TDD Governance for Multi-Agent Code Generation — Phase Gating, Bounded Repair, and Prompt-Level Enforcement for Codex CLI
TDD Governance for Multi-Agent Code Generation — Phase Gating, Bounded Repair, and Prompt-Level Enforcement for Codex CLI
The Problem with Procedural TDD in Agent Systems
We already know that telling a coding agent “always run tests before committing” can backfire. The TDAD paper (arXiv:2603.17973) demonstrated that generic TDD instructions increased regressions by 63% because the agent lacked structural knowledge about which tests to run.1 That paper solved the problem with dependency graphs — give the agent a map, not a lecture.
But dependency graphs address single-agent workflows. What happens when multiple agents collaborate on code generation — a planner, a test writer, an implementer, and a repair agent — and small logic errors propagate across the entire pipeline?
A new paper from the Universities of Jyväskylä and Tampere tackles exactly this: TDD governance as a distributed control architecture for multi-agent code generation.2
From Suggestion to Enforcement
The key insight is architectural. Rather than treating TDD as a development practice that agents should follow, the framework encodes TDD principles as enforceable constraints at the prompt and workflow level.
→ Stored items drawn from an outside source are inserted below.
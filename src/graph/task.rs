// ABOUTME: Task handles, execution behaviors, and completion signaling
// ABOUTME: Defines the schedulable unit of work and its one-shot terminal state

use std::fmt;
use std::sync::atomic::{AtomicBool, AtomicU64, Ordering};
use std::sync::{Arc, Mutex};

use async_trait::async_trait;
use serde::{Deserialize, Serialize};
use serde_json::Value;
use tokio::sync::Notify;
use tracing::{debug, error, info};

use crate::engine::command::CommandEngine;
use crate::engine::context::KnownValues;
use crate::engine::error::{ExecutionError, Result};

static NEXT_TASK_ID: AtomicU64 = AtomicU64::new(1);

/// Stable identity for a task, independent of reference identity.
///
/// Graph mappings are keyed by `TaskId`, so two clones of the same `Task`
/// handle refer to the same node.
#[derive(Debug, Clone, Copy, PartialEq, Eq, Hash, PartialOrd, Ord, Serialize, Deserialize)]
pub struct TaskId(u64);

impl TaskId {
    fn next() -> Self {
        TaskId(NEXT_TASK_ID.fetch_add(1, Ordering::Relaxed))
    }

    pub fn as_u64(&self) -> u64 {
        self.0
    }
}

impl fmt::Display for TaskId {
    fn fmt(&self, f: &mut fmt::Formatter<'_>) -> fmt::Result {
        write!(f, "{}", self.0)
    }
}

/// Execution logic for a task.
///
/// A behavior consumes the input values resolved from the known-values store
/// (positionally, per the graph's declared input names) and drives its work
/// through the host engine by issuing commands and awaiting their
/// completions. It returns the ordered list of result values, which the
/// scheduler binds to the graph's declared output names.
#[async_trait]
pub trait Behavior: Send + Sync {
    async fn run(&self, inputs: Vec<Value>, engine: &dyn CommandEngine) -> Result<Vec<Value>>;
}

/// Terminal state of a task.
#[derive(Debug, Clone)]
pub enum Outcome {
    Finished(Vec<Value>),
    Failed(String),
}

impl Outcome {
    pub fn is_finished(&self) -> bool {
        matches!(self, Outcome::Finished(_))
    }

    pub fn results(&self) -> Option<&[Value]> {
        match self {
            Outcome::Finished(values) => Some(values),
            Outcome::Failed(_) => None,
        }
    }
}

/// Completion/failure signal for a single task.
///
/// Created with the task and driven to a terminal outcome exactly once,
/// either by the task's own execution or by completion machinery propagating
/// a wrapped task's outcome. Observers await the terminal state with
/// [`TaskSignal::wait`].
#[derive(Debug, Default)]
pub struct TaskSignal {
    outcome: Mutex<Option<Outcome>>,
    notify: Notify,
}

impl TaskSignal {
    pub fn outcome(&self) -> Option<Outcome> {
        self.outcome.lock().expect("signal lock poisoned").clone()
    }

    pub fn is_terminal(&self) -> bool {
        self.outcome.lock().expect("signal lock poisoned").is_some()
    }

    /// Wait for the terminal outcome, however it is reached.
    pub async fn wait(&self) -> Outcome {
        loop {
            let notified = self.notify.notified();
            if let Some(outcome) = self.outcome() {
                return outcome;
            }
            notified.await;
        }
    }

    fn resolve(&self, task: &str, outcome: Outcome) -> Result<()> {
        let mut slot = self.outcome.lock().expect("signal lock poisoned");
        if slot.is_some() {
            return Err(ExecutionError::DuplicateExecution {
                task: task.to_string(),
            });
        }
        *slot = Some(outcome);
        drop(slot);
        self.notify.notify_waiters();
        Ok(())
    }
}

enum TaskKind {
    Action(Box<dyn Behavior>),
    Conditional {
        predicate: Box<dyn Fn(&KnownValues) -> bool + Send + Sync>,
        primary: Task,
        alternative: Option<Task>,
    },
}

struct TaskInner {
    id: TaskId,
    name: String,
    kind: TaskKind,
    signal: TaskSignal,
    started: AtomicBool,
}

/// A single schedulable unit of behavior.
///
/// `Task` is a cheap handle: clones share identity, the completion signal,
/// and the started flag, so a caller can keep a handle to a task it has
/// placed in a graph. A task instance runs at most once; handing the same
/// instance to a second graph run is rejected with
/// [`ExecutionError::DuplicateExecution`].
#[derive(Clone)]
pub struct Task {
    inner: Arc<TaskInner>,
}

/// Resolution of a task immediately before scheduling.
///
/// Conditional tasks collapse to the selected leaf plus the chain of
/// conditional wrappers whose signals must follow the leaf's outcome.
pub(crate) enum Selection {
    Run { leaf: Task, wrappers: Vec<Task> },
    Skip { wrappers: Vec<Task> },
}

impl Task {
    pub fn new(name: impl Into<String>, behavior: impl Behavior + 'static) -> Self {
        Self::with_kind(name.into(), TaskKind::Action(Box::new(behavior)))
    }

    /// A task that selects between two wrapped tasks when the scheduler is
    /// ready to run it. The predicate is evaluated against the known values
    /// at that moment: `true` runs `primary`, `false` runs `alternative` if
    /// present, otherwise the task completes immediately with no results and
    /// still releases its dependents.
    pub fn conditional(
        name: impl Into<String>,
        predicate: impl Fn(&KnownValues) -> bool + Send + Sync + 'static,
        primary: Task,
        alternative: Option<Task>,
    ) -> Self {
        Self::with_kind(
            name.into(),
            TaskKind::Conditional {
                predicate: Box::new(predicate),
                primary,
                alternative,
            },
        )
    }

    fn with_kind(name: String, kind: TaskKind) -> Self {
        Self {
            inner: Arc::new(TaskInner {
                id: TaskId::next(),
                name,
                kind,
                signal: TaskSignal::default(),
                started: AtomicBool::new(false),
            }),
        }
    }

    pub fn id(&self) -> TaskId {
        self.inner.id
    }

    pub fn name(&self) -> &str {
        &self.inner.name
    }

    pub fn signal(&self) -> &TaskSignal {
        &self.inner.signal
    }

    pub fn is_complete(&self) -> bool {
        self.inner.signal.is_terminal()
    }

    pub fn has_started(&self) -> bool {
        self.inner.started.load(Ordering::SeqCst)
    }

    /// Follow the conditional chain down to the leaf that will actually run,
    /// or to a skip if an unselected branch has no alternative.
    pub(crate) fn select(&self, known: &KnownValues) -> Selection {
        let mut wrappers = Vec::new();
        let mut current = self.clone();
        loop {
            let chosen = match &current.inner.kind {
                TaskKind::Action(_) => {
                    return Selection::Run {
                        leaf: current,
                        wrappers,
                    }
                }
                TaskKind::Conditional {
                    predicate,
                    primary,
                    alternative,
                } => {
                    if predicate(known) {
                        Some(primary.clone())
                    } else {
                        alternative.clone()
                    }
                }
            };
            match chosen {
                Some(next) => {
                    wrappers.push(current);
                    current = next;
                }
                None => {
                    wrappers.push(current);
                    return Selection::Skip { wrappers };
                }
            }
        }
    }

    pub(crate) fn mark_started(&self) -> Result<()> {
        if self
            .inner
            .started
            .compare_exchange(false, true, Ordering::SeqCst, Ordering::SeqCst)
            .is_err()
        {
            return Err(ExecutionError::DuplicateExecution {
                task: self.inner.name.clone(),
            });
        }
        Ok(())
    }

    pub(crate) fn resolve_signal(&self, outcome: Outcome) -> Result<()> {
        self.inner.signal.resolve(&self.inner.name, outcome)
    }

    /// Run the task logic to its terminal state and return the results.
    ///
    /// Exactly one terminal transition happens per task: success drives the
    /// signal to `Finished` with the result values, any behavior error drives
    /// it to `Failed`. Conditional tasks must be resolved by the scheduler
    /// first.
    pub async fn execute(&self, inputs: Vec<Value>, engine: &dyn CommandEngine) -> Result<Vec<Value>> {
        self.mark_started()?;
        let behavior = match &self.inner.kind {
            TaskKind::Action(behavior) => behavior,
            TaskKind::Conditional { .. } => {
                return Err(ExecutionError::UnresolvedConditional {
                    task: self.inner.name.clone(),
                })
            }
        };
        info!(task = %self.inner.name, "task started");
        debug!(task = %self.inner.name, args = ?inputs, "task arguments");
        match behavior.run(inputs, engine).await {
            Ok(results) => {
                self.resolve_signal(Outcome::Finished(results.clone()))?;
                info!(task = %self.inner.name, "task finished");
                Ok(results)
            }
            Err(err) => {
                let message = err.to_string();
                error!(task = %self.inner.name, error = %message, "task failed");
                self.resolve_signal(Outcome::Failed(message.clone()))?;
                Err(ExecutionError::TaskFailed {
                    task: self.inner.name.clone(),
                    message,
                })
            }
        }
    }
}

impl PartialEq for Task {
    fn eq(&self, other: &Self) -> bool {
        self.inner.id == other.inner.id
    }
}

impl Eq for Task {}

impl std::hash::Hash for Task {
    fn hash<H: std::hash::Hasher>(&self, state: &mut H) {
        self.inner.id.hash(state);
    }
}

impl fmt::Debug for Task {
    fn fmt(&self, f: &mut fmt::Formatter<'_>) -> fmt::Result {
        f.debug_struct("Task")
            .field("id", &self.inner.id)
            .field("name", &self.inner.name)
            .finish()
    }
}

impl fmt::Display for Task {
    fn fmt(&self, f: &mut fmt::Formatter<'_>) -> fmt::Result {
        match self.inner.signal.outcome() {
            Some(Outcome::Finished(results)) => {
                write!(f, "{} complete: {:?}", self.inner.name, results)
            }
            Some(Outcome::Failed(message)) => {
                write!(f, "{} failed: {}", self.inner.name, message)
            }
            None => write!(f, "{}: not finished", self.inner.name),
        }
    }
}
The authors extracted three categories of constraint from canonical TDD sources (Beck, Martin):
Order constraints — test-first sequencing, Red-Green-Refactor phases. No implementation code exists until a failing test does.
Granularity constraints — minimal failing tests, minimal passing code. Agents cannot generate sweeping changes; each iteration is deliberately small.
Feedback-quality constraints — fast, deterministic, self-validating tests. No flaky tests, no manual inspection gates.3
These constraints are formalised into a machine-readable JSON manifesto, then translated into prompt-level enforcement for each agent role.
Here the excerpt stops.